Processes and threads are software things, not hardware things. A process is basically an application. A thread is something that a process creates to allow more than operation to happen at the same time. TG2 ( tgd.exe ) is a process, it creates threads to do stuff like rendering or checking for updates when you start the application. Processes are more "heavyweight" than threads, they are usually more complex and use more system resources to operate. Threads are usually more lightweight, they don't require all the overhead of a process.
A process can run as many threads as it likes, up to the point the OS allows. For example TG2 could run 1000 threads at once, even on a single processor machine. The OS is responsible for making sure all the threads get a chance to use the processor as appropriate. In fact right now there are far more things running on your machine than there are processors or cores, just look in Task Manager. The OS makes sure all those things get a fair go at the processor.
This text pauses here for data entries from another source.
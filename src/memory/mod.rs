//! Guest physical memory layout.
//!
//! This module computes the guest's physical address space: the page
//! array handed to the hypervisor, the MMIO window below 4 GiB, and the
//! reserved control pages at the top of low memory.

mod e820;
mod guest;
mod populate;

pub use e820::{E820Entry, E820Type, FirmwareMemoryMap};
pub use guest::{GuestWriter, MemoryWriter};
pub(crate) use guest::with_frame;
pub use populate::populate;

use crate::error::{Error, Result};
use crate::loader::elf::SetupInfo;

/// Guest physical frame number.
pub type Pfn = u64;
/// Machine frame number.
pub type Mfn = u64;

/// Standard memory layout for HVM guests.
pub mod layout {
    pub const PAGE_SHIFT: u32 = 12;
    pub const PAGE_SIZE: u64 = 1 << PAGE_SHIFT;

    /// Legacy VGA memory hole, never backed by RAM.
    pub const VGA_HOLE_START: u64 = 0xA0000;
    pub const VGA_HOLE_END: u64 = 0xC0000;
    pub const VGA_HOLE_START_PFN: u64 = VGA_HOLE_START >> PAGE_SHIFT;
    pub const VGA_HOLE_END_PFN: u64 = VGA_HOLE_END >> PAGE_SHIFT;

    /// Start of the firmware-reserved region below 1 MiB.
    pub const LOW_RESERVED_START: u64 = 0x9F000;

    /// Second-stage firmware loader entry point.
    pub const HVM_LOADER_ENTRY: u64 = 0x0010_0000;

    /// High memory (above the legacy region) starts at 1 MiB.
    pub const HIGH_MEMORY_START: u64 = 0x0010_0000;

    /// RAM ends here below 4 GiB; the rest is the PCI MMIO window.
    pub const BELOW_4G_RAM_END: u64 = 0xF000_0000;
    pub const BELOW_4G_MMIO_START: u64 = BELOW_4G_RAM_END;
    pub const BELOW_4G_MMIO_LENGTH: u64 = (1 << 32) - BELOW_4G_MMIO_START;

    /// RAM relocated out of the MMIO window resumes at 4 GiB.
    pub const FOUR_GB: u64 = 1 << 32;

    /// Boot-info table location.
    pub const HVM_INFO_PFN: u64 = 0x09F;
    pub const HVM_INFO_OFFSET: usize = 0x800;

    /// Legacy memory map page and offsets inside it.
    pub const E820_MAP_PAGE: u64 = 0x0009_0000;
    pub const E820_MAP_NR_OFFSET: usize = 0x1E8;
    pub const E820_MAP_OFFSET: usize = 0x2D0;

    /// Number of control pages reserved at the top of low memory
    /// (I/O request, store, buffered I/O request).
    pub const NR_RESERVED_PAGES: u64 = 3;
}

use layout::*;

/// Fixed facts about a guest of a given memory size.
#[derive(Debug, Clone, Copy, PartialEq, Eq)]
pub struct MemoryLayout {
    mem_size: u64,
}

impl MemoryLayout {
    /// Smallest guest that can hold the fixed low map and the reserved pages.
    pub const MIN_MEMORY_SIZE: u64 = HIGH_MEMORY_START + NR_RESERVED_PAGES * PAGE_SIZE;

    /// Describe a guest with `memory_mb` megabytes of RAM.
    pub fn new(memory_mb: u32) -> Result<Self> {
        let mem_size = u64::from(memory_mb) << 20;
        if mem_size <= Self::MIN_MEMORY_SIZE {
            return Err(Error::InvalidMemorySize(memory_mb));
        }
        Ok(Self { mem_size })
    }

    /// Guest RAM in bytes.
    pub fn mem_size(&self) -> u64 {
        self.mem_size
    }

    /// Number of guest frames.
    pub fn nr_pages(&self) -> u64 {
        self.mem_size >> PAGE_SHIFT
    }

    /// End of RAM below the MMIO window.
    pub fn low_mem_end(&self) -> u64 {
        self.mem_size.min(BELOW_4G_RAM_END)
    }

    /// RAM relocated above 4 GiB.
    pub fn high_mem_size(&self) -> u64 {
        self.mem_size.saturating_sub(BELOW_4G_RAM_END)
    }

    /// Frame holding the I/O request page (top of low memory).
    pub fn ioreq_pfn(&self) -> Pfn {
        (self.low_mem_end() >> PAGE_SHIFT) - 1
    }

    /// Frame holding the store page.
    pub fn store_pfn(&self) -> Pfn {
        self.ioreq_pfn() - 1
    }

    /// Frame holding the buffered I/O request page.
    pub fn bufioreq_pfn(&self) -> Pfn {
        self.ioreq_pfn() - 2
    }

    /// All reserved control frames, highest first.
    pub fn reserved_pfns(&self) -> [Pfn; NR_RESERVED_PAGES as usize] {
        [self.ioreq_pfn(), self.store_pfn(), self.bufioreq_pfn()]
    }
}

/// Guest frame table, indexed by guest pfn.
///
/// Holds guest frame numbers until [`PageArray::translate`] is called and
/// machine frame numbers afterwards.
#[derive(Debug, Clone, PartialEq, Eq)]
pub struct PageArray {
    frames: Vec<u64>,
    translated: bool,
}

impl PageArray {
    /// Build the identity table for `nr_pages` frames, moving every frame
    /// at or above the below-4GiB RAM ceiling past the MMIO window.
    pub fn new(nr_pages: u64) -> Self {
        let first_shifted = BELOW_4G_RAM_END >> PAGE_SHIFT;
        let shift = BELOW_4G_MMIO_LENGTH >> PAGE_SHIFT;
        let frames = (0..nr_pages)
            .map(|pfn| if pfn >= first_shifted { pfn + shift } else { pfn })
            .collect();
        Self {
            frames,
            translated: false,
        }
    }

    pub fn len(&self) -> usize {
        self.frames.len()
    }

    pub fn is_empty(&self) -> bool {
        self.frames.is_empty()
    }

    pub fn as_slice(&self) -> &[u64] {
        &self.frames
    }

    /// Entry for guest frame `pfn`.
    pub fn get(&self, pfn: Pfn) -> Option<u64> {
        usize::try_from(pfn)
            .ok()
            .and_then(|idx| self.frames.get(idx))
            .copied()
    }

    /// Whether the entries hold machine frame numbers.
    pub fn is_translated(&self) -> bool {
        self.translated
    }

    /// Slots `start..end`, clamped to the array length.
    pub(crate) fn range(&self, start: usize, end: usize) -> &[u64] {
        let end = end.min(self.frames.len());
        let start = start.min(end);
        &self.frames[start..end]
    }

    /// Replace every entry with its machine frame via `translate`.
    pub(crate) fn translate<E>(
        &mut self,
        translate: impl FnOnce(&mut [u64]) -> std::result::Result<(), E>,
    ) -> std::result::Result<(), E> {
        translate(&mut self.frames)?;
        self.translated = true;
        Ok(())
    }
}

/// Compute the layout and page array for a validated image.
///
/// Rejects images whose loadable span does not fit in the requested memory.
pub fn plan(memory_mb: u32, setup: &SetupInfo) -> Result<(MemoryLayout, PageArray)> {
    let layout = MemoryLayout::new(memory_mb)?;

    let required = setup.kernel_end - setup.load_base;
    if required > layout.mem_size() {
        return Err(Error::ImageTooLarge {
            required,
            limit: layout.mem_size(),
        });
    }

    tracing::info!(
        "loaded HVM loader: {:#018x}->{:#018x}, total: {:#018x}->{:#018x}, entry: {:#018x}",
        setup.kernel_start,
        setup.kernel_end,
        setup.load_base,
        layout.mem_size(),
        setup.entry_point,
    );

    Ok((layout, PageArray::new(layout.nr_pages())))
}

#[cfg(test)]
mod tests {
    use super::*;

    fn setup(kernel_end: u64) -> SetupInfo {
        SetupInfo {
            kernel_start: HVM_LOADER_ENTRY,
            kernel_end,
            load_base: 0,
            entry_point: HVM_LOADER_ENTRY,
            end_of_image: kernel_end,
        }
    }

    #[test]
    fn test_identity_below_ceiling() {
        let pages = PageArray::new(16384);
        assert_eq!(pages.len(), 16384);
        assert!(pages.as_slice().iter().enumerate().all(|(i, &f)| f == i as u64));
        assert!(!pages.is_translated());
    }

    #[test]
    fn test_mmio_shift_above_ceiling() {
        // 4 GiB + 256 MiB of RAM
        let nr_pages = (0x1_1000_0000u64) >> PAGE_SHIFT;
        let pages = PageArray::new(nr_pages);
        let ceiling = BELOW_4G_RAM_END >> PAGE_SHIFT;
        let shift = BELOW_4G_MMIO_LENGTH >> PAGE_SHIFT;

        assert_eq!(pages.get(ceiling - 1), Some(ceiling - 1));
        assert_eq!(pages.get(ceiling), Some(ceiling + shift));
        assert_eq!(pages.get(ceiling), Some(FOUR_GB >> PAGE_SHIFT));
        for (pfn, &frame) in pages.as_slice().iter().enumerate() {
            let pfn = pfn as u64;
            if pfn >= ceiling {
                assert_eq!(frame, pfn + shift);
            } else {
                assert_eq!(frame, pfn);
            }
        }
    }

    #[test]
    fn test_reserved_pages_small_guest() {
        let layout = MemoryLayout::new(64).unwrap();
        assert_eq!(layout.nr_pages(), 0x4000);
        assert_eq!(layout.ioreq_pfn(), 0x3fff);
        assert_eq!(layout.store_pfn(), 0x3ffe);
        assert_eq!(layout.bufioreq_pfn(), 0x3ffd);
        assert_eq!(layout.high_mem_size(), 0);
    }

    #[test]
    fn test_reserved_pages_large_guest() {
        let layout = MemoryLayout::new(4096).unwrap();
        assert_eq!(layout.low_mem_end(), BELOW_4G_RAM_END);
        assert_eq!(layout.ioreq_pfn(), (BELOW_4G_RAM_END >> PAGE_SHIFT) - 1);
        assert_eq!(layout.high_mem_size(), (4096u64 << 20) - BELOW_4G_RAM_END);
    }

    #[test]
    fn test_too_small_memory() {
        assert!(matches!(
            MemoryLayout::new(0),
            Err(Error::InvalidMemorySize(0))
        ));
        assert!(matches!(
            MemoryLayout::new(1),
            Err(Error::InvalidMemorySize(1))
        ));
        assert!(MemoryLayout::new(2).is_ok());
    }

    #[test]
    fn test_plan_rejects_oversized_image() {
        let err = plan(2, &setup(3 << 20)).unwrap_err();
        assert!(matches!(
            err,
            Error::ImageTooLarge {
                required,
                limit
            } if required == 3 << 20 && limit == 2 << 20
        ));
    }

    #[test]
    fn test_plan_accepts_exact_fit() {
        let (layout, pages) = plan(64, &setup(64 << 20)).unwrap();
        assert_eq!(layout.mem_size(), 64 << 20);
        assert_eq!(pages.len(), 0x4000);
    }

    #[test]
    fn test_range_clamps() {
        let pages = PageArray::new(0xb0);
        assert_eq!(pages.range(0xa0, 0xc0).len(), 0x10);
        assert!(pages.range(0xc0, 0xd0).is_empty());
    }
}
TG2 only creates one thread for rendering per processor. That ensures the maximum utilisation of all of your processor with the minimum overhead. When you're doing as many calculations as TG2 does when rendering you'll only be slower if you add more threads than there are processors. When you change the affinity for TG2 so it only runs on one core it still starts two threads for rendering because it detects your machine has two cores, even if you're only letting the application use one ( I'm not 100% sure that's what is happening, I'll have to go and look into it ).
So does changing the affinity really help your movies play more smoothly or whatever?